* Your goal
Copy each line of the following data that contains "with".
%%
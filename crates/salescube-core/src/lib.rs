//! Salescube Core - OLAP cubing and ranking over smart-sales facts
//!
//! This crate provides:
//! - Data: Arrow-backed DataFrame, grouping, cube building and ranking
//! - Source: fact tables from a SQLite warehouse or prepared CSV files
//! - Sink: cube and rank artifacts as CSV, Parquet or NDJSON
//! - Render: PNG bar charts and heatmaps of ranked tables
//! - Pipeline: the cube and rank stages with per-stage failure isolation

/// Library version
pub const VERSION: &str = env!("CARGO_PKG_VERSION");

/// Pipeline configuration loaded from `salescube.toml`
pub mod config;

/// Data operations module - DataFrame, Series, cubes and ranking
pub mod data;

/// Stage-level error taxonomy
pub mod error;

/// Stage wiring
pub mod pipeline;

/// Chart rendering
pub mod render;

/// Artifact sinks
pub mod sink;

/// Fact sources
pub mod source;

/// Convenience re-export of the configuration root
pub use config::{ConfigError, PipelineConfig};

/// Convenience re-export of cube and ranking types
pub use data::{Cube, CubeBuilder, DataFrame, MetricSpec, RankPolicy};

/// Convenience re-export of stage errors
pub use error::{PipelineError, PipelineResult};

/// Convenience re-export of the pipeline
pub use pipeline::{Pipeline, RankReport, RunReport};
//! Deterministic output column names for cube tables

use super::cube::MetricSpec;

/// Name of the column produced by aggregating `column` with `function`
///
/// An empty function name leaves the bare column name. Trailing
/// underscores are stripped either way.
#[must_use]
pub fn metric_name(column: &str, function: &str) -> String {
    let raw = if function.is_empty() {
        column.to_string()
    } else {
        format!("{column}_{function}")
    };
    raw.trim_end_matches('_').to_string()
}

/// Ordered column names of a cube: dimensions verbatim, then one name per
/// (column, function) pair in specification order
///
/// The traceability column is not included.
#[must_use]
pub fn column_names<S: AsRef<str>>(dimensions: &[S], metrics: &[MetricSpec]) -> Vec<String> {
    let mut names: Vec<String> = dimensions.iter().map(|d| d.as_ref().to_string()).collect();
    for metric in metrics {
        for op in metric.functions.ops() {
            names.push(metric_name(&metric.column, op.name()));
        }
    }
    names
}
%%
%%
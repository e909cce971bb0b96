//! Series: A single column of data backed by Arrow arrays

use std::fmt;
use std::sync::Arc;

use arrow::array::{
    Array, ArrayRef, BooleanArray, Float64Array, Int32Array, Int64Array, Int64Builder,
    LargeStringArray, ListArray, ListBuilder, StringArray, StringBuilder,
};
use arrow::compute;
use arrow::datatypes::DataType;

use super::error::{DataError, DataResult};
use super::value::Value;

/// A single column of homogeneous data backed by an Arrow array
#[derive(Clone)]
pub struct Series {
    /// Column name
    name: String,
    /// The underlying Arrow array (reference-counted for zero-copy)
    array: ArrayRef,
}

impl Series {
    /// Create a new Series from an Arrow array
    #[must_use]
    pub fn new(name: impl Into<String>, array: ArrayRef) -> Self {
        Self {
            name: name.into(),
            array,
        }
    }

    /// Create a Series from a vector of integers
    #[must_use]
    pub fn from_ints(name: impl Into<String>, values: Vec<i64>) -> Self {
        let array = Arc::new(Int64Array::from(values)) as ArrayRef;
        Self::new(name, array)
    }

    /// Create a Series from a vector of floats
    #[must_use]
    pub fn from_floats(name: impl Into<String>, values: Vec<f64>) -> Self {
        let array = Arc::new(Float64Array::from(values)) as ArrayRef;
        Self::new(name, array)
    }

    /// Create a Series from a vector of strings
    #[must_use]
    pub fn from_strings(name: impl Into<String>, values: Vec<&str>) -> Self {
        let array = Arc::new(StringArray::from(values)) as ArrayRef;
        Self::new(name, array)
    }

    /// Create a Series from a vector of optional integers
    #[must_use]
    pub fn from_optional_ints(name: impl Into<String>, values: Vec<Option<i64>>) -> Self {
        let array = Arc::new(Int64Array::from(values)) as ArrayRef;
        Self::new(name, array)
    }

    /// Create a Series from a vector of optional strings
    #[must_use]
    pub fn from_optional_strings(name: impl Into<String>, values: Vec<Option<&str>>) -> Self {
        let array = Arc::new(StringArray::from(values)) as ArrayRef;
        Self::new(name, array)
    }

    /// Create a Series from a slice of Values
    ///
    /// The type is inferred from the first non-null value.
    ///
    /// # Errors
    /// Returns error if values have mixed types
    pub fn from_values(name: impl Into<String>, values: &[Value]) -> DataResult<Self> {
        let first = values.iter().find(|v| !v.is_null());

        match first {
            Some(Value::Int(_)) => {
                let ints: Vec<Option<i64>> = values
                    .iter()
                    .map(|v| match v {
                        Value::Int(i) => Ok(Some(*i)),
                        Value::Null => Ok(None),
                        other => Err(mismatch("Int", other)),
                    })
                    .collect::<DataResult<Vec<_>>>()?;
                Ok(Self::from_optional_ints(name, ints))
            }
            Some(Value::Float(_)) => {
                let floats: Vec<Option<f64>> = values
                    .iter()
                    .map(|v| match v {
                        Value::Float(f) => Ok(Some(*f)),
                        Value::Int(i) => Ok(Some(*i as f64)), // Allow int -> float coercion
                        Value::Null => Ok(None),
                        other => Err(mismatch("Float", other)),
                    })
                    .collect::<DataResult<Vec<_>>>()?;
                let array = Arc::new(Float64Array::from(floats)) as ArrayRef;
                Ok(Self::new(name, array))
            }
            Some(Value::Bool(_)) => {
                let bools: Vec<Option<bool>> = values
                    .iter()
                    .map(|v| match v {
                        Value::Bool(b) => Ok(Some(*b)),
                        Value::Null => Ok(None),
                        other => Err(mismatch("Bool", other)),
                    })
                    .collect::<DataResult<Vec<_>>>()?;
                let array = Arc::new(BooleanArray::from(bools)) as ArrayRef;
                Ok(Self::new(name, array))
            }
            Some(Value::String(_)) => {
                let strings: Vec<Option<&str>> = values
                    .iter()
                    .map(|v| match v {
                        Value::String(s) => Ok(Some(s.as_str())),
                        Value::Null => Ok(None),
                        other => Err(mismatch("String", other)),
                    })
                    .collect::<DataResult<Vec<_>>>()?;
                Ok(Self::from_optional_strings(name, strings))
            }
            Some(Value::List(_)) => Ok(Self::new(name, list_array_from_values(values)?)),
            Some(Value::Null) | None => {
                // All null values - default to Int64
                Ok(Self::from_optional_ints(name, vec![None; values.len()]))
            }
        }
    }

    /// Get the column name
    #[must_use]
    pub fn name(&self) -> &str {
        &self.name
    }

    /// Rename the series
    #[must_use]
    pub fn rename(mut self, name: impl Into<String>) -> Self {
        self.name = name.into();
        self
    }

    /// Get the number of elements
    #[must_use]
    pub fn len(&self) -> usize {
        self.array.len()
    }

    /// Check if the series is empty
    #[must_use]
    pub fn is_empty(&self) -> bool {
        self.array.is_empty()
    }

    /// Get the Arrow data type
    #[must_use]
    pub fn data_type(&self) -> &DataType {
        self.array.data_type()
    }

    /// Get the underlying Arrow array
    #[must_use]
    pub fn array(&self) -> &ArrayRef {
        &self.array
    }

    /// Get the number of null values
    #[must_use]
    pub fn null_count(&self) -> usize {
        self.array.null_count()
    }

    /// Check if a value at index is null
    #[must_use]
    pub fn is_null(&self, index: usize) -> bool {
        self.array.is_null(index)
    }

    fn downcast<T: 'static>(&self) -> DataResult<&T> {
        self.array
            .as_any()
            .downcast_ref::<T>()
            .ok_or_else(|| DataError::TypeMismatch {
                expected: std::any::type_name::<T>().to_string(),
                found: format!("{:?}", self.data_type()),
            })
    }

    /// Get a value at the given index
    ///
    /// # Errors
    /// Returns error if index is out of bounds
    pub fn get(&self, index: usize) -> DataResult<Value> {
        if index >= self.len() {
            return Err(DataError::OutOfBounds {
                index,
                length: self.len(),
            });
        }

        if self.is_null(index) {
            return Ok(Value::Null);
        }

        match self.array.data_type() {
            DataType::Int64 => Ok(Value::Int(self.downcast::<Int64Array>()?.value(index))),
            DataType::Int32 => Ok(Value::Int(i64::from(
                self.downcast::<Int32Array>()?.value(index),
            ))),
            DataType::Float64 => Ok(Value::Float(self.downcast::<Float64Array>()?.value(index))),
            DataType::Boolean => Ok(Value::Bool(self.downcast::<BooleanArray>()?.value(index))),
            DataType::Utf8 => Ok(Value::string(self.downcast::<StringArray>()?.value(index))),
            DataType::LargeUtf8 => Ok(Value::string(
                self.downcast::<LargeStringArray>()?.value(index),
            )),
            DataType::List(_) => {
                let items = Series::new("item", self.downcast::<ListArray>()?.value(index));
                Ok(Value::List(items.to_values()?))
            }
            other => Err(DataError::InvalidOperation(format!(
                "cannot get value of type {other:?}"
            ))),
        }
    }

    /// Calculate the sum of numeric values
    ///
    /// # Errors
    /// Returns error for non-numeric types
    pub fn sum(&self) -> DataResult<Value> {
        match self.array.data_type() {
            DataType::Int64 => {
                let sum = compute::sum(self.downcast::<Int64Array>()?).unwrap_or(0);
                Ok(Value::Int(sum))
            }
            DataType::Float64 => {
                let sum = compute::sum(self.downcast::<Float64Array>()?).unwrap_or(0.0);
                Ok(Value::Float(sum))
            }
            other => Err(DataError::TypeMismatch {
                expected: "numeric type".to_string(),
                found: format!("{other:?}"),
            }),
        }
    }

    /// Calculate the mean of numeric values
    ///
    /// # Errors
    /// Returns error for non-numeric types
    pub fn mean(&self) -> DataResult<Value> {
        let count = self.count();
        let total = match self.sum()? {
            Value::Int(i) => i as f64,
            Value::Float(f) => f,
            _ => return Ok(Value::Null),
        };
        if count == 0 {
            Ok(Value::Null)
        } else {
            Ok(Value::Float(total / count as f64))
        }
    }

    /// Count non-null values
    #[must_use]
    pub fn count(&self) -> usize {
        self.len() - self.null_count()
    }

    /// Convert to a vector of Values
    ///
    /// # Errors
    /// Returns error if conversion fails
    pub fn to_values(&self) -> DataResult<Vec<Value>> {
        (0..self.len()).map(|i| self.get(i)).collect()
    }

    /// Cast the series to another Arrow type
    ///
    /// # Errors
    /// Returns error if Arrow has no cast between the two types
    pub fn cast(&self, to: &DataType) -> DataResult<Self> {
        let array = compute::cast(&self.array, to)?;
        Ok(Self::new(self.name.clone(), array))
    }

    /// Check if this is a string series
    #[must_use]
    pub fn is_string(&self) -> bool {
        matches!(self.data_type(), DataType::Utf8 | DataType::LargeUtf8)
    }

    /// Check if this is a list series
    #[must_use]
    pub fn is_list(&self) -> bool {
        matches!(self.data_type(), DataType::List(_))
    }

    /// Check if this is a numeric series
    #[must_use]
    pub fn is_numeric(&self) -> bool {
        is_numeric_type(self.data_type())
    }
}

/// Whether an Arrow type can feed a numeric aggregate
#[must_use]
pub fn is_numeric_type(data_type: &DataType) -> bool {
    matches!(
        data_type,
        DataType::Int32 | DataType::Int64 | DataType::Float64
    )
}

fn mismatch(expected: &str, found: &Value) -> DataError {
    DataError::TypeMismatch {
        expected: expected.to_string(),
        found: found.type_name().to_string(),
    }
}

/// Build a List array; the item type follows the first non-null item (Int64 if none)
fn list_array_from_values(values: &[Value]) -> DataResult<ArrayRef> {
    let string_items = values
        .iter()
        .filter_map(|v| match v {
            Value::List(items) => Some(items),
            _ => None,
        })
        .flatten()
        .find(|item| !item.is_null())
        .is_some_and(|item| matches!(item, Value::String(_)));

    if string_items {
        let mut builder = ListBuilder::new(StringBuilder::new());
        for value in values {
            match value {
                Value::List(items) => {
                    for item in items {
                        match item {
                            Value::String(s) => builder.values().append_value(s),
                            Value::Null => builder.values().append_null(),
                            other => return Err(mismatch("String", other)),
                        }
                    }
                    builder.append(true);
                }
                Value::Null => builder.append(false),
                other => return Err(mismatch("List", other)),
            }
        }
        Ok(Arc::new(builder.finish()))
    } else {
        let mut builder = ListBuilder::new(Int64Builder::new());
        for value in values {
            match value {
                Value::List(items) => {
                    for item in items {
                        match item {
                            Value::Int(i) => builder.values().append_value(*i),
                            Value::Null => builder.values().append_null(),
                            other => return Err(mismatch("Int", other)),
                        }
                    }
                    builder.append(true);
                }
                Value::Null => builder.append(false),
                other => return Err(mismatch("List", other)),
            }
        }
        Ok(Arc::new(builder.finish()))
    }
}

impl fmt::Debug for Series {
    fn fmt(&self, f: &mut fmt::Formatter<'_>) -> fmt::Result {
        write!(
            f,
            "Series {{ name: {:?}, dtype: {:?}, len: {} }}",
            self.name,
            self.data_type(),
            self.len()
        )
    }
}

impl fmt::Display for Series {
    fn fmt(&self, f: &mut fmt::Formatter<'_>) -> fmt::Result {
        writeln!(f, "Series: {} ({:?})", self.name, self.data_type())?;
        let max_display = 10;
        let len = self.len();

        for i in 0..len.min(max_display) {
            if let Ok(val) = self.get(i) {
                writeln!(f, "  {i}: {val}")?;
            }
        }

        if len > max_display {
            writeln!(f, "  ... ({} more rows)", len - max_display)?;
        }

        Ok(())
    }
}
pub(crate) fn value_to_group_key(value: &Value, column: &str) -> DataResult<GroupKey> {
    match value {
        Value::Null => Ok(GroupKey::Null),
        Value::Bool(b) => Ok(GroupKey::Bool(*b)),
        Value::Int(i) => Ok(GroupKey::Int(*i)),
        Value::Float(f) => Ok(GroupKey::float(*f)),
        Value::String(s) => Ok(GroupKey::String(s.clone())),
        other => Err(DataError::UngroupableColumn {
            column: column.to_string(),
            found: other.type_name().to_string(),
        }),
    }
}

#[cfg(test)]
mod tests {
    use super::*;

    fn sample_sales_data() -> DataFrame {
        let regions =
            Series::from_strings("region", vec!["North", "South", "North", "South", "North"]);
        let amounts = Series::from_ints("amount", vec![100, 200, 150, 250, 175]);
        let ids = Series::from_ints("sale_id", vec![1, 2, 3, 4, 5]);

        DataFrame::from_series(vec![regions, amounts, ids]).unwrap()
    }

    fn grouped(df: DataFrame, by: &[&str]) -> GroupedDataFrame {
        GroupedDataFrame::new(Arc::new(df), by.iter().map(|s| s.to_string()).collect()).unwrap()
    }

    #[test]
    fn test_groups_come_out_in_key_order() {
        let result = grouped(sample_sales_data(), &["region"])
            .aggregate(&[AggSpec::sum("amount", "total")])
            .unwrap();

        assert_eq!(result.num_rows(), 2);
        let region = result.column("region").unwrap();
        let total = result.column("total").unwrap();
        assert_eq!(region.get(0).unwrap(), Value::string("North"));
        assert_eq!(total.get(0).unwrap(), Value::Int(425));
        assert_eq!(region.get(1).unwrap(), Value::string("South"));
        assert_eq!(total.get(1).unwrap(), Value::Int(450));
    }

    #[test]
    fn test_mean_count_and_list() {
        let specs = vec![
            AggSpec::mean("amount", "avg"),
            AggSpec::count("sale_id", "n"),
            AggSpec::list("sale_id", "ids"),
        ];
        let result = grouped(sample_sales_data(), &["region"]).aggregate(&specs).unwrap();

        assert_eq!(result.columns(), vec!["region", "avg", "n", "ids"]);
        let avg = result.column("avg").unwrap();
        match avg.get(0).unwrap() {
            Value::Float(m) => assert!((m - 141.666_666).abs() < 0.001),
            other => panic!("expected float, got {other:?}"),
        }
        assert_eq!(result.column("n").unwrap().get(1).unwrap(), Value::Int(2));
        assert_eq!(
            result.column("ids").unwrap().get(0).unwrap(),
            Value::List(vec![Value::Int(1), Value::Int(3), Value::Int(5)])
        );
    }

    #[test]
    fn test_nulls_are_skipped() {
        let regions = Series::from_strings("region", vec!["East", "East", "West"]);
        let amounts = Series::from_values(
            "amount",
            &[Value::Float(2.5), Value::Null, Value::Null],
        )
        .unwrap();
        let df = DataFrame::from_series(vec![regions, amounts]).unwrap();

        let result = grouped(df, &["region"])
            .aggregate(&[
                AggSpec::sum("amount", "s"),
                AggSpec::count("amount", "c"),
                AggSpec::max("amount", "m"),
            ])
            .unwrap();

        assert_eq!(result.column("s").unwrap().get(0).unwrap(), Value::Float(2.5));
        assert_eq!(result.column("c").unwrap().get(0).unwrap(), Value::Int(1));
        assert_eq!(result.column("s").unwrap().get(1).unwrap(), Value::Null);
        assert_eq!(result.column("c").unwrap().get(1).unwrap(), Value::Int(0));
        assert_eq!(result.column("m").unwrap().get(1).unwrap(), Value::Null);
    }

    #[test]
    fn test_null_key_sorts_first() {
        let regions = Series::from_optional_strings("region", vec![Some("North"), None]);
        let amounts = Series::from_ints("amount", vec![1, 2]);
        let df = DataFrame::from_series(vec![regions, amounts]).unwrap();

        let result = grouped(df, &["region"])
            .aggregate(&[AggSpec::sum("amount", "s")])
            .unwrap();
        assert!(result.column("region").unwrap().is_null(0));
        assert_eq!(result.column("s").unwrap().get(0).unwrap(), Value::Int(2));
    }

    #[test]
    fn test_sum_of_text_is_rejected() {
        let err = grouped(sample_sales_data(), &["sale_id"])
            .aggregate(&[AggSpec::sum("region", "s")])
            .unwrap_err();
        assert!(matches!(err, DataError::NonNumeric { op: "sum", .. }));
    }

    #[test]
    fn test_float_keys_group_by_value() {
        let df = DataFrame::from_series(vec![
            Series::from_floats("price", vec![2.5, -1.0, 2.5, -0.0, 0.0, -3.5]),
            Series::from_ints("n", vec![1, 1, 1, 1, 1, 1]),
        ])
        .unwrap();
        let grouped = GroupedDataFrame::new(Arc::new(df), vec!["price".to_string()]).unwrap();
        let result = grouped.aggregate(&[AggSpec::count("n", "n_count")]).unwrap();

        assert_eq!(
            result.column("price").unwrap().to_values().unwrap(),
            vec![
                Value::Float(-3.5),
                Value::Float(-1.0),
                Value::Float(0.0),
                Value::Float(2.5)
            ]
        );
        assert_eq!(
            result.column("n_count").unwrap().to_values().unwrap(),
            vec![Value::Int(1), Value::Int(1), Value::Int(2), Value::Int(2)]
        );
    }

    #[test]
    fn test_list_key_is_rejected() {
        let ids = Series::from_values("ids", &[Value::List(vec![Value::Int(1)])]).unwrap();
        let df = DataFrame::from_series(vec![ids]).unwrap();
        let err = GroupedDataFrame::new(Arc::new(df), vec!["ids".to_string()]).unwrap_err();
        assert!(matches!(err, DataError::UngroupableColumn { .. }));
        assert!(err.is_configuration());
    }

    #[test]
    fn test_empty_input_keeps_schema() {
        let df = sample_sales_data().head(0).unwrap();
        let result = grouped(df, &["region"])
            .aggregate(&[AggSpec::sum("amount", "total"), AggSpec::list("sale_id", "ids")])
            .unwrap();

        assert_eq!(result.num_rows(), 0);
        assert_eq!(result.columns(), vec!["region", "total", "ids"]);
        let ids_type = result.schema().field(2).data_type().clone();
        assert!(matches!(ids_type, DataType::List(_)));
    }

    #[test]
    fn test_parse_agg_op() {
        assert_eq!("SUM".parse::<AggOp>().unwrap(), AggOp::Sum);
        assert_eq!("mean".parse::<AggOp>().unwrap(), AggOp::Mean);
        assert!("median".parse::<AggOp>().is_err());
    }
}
%%
* Answer for this exercise
//! - Pipeline: the cube and rank stages with per-stage failure isolation
/// Name of the column produced by aggregating `column` with `function`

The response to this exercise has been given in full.